[What you have to do]:
Output exactly the lines below, starting with the line that has "use crate::value_objects::Namespace;" and going on through the line that has "pub trait MetricsCollector: Send", both included, and no other lines.

━━━━━ The data ━━━━━

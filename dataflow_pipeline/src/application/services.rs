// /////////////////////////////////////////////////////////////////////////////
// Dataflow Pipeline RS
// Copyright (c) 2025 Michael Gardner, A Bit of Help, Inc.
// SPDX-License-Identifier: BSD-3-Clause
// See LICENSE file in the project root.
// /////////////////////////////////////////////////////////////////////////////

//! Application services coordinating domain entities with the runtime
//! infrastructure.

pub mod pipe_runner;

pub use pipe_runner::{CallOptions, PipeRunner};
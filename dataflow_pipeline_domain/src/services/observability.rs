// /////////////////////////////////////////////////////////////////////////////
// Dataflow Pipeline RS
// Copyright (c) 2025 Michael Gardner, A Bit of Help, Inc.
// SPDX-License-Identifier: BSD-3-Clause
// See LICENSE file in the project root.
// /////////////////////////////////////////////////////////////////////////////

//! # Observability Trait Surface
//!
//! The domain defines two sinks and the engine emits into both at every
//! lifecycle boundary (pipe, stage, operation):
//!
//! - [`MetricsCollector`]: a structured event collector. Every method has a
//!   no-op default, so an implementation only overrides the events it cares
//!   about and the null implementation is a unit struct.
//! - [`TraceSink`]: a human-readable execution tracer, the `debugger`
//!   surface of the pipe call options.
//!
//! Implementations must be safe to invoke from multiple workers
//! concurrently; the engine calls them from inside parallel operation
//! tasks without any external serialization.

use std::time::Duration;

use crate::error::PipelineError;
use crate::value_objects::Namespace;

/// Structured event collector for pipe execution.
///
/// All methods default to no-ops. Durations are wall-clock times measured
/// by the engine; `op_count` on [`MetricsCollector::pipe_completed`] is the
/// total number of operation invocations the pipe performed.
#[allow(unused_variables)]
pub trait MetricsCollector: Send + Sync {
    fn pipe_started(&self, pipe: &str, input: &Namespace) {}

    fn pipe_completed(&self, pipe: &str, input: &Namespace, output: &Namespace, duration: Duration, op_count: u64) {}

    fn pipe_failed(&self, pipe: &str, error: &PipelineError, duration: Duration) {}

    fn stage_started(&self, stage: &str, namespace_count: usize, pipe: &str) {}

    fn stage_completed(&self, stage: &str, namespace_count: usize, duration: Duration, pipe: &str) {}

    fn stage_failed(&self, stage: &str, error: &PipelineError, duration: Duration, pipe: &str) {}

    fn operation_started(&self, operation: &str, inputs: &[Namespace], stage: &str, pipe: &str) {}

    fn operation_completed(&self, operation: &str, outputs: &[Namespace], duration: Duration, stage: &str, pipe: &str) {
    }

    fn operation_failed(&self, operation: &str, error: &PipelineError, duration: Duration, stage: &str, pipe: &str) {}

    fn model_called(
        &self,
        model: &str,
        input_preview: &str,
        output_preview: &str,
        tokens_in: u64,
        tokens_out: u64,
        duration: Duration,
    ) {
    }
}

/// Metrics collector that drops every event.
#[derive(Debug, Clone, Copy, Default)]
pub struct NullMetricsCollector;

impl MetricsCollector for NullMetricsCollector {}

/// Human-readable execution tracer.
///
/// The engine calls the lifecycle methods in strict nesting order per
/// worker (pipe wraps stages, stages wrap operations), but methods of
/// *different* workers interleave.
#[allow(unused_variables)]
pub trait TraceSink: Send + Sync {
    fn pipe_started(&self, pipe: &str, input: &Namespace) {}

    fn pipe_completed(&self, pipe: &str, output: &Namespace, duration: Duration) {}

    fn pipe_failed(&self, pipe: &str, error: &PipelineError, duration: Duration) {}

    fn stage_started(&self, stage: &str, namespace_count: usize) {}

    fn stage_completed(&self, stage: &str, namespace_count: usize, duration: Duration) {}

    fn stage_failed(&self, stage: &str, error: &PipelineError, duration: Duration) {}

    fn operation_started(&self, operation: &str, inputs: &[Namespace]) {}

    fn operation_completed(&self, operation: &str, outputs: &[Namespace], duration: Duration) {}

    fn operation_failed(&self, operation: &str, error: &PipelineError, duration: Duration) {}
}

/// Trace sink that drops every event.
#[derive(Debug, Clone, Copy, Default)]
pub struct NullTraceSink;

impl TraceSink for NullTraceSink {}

━━━━━

[Solution to this exercise]:
use crate::value_objects::Namespace;

/// Structured event collector for pipe execution.
///
/// All methods default to no-ops. Durations are wall-clock times measured
/// by the engine; `op_count` on [`MetricsCollector::pipe_completed`] is the
/// total number of operation invocations the pipe performed.
#[allow(unused_variables)]
pub trait MetricsCollector: Send + Sync {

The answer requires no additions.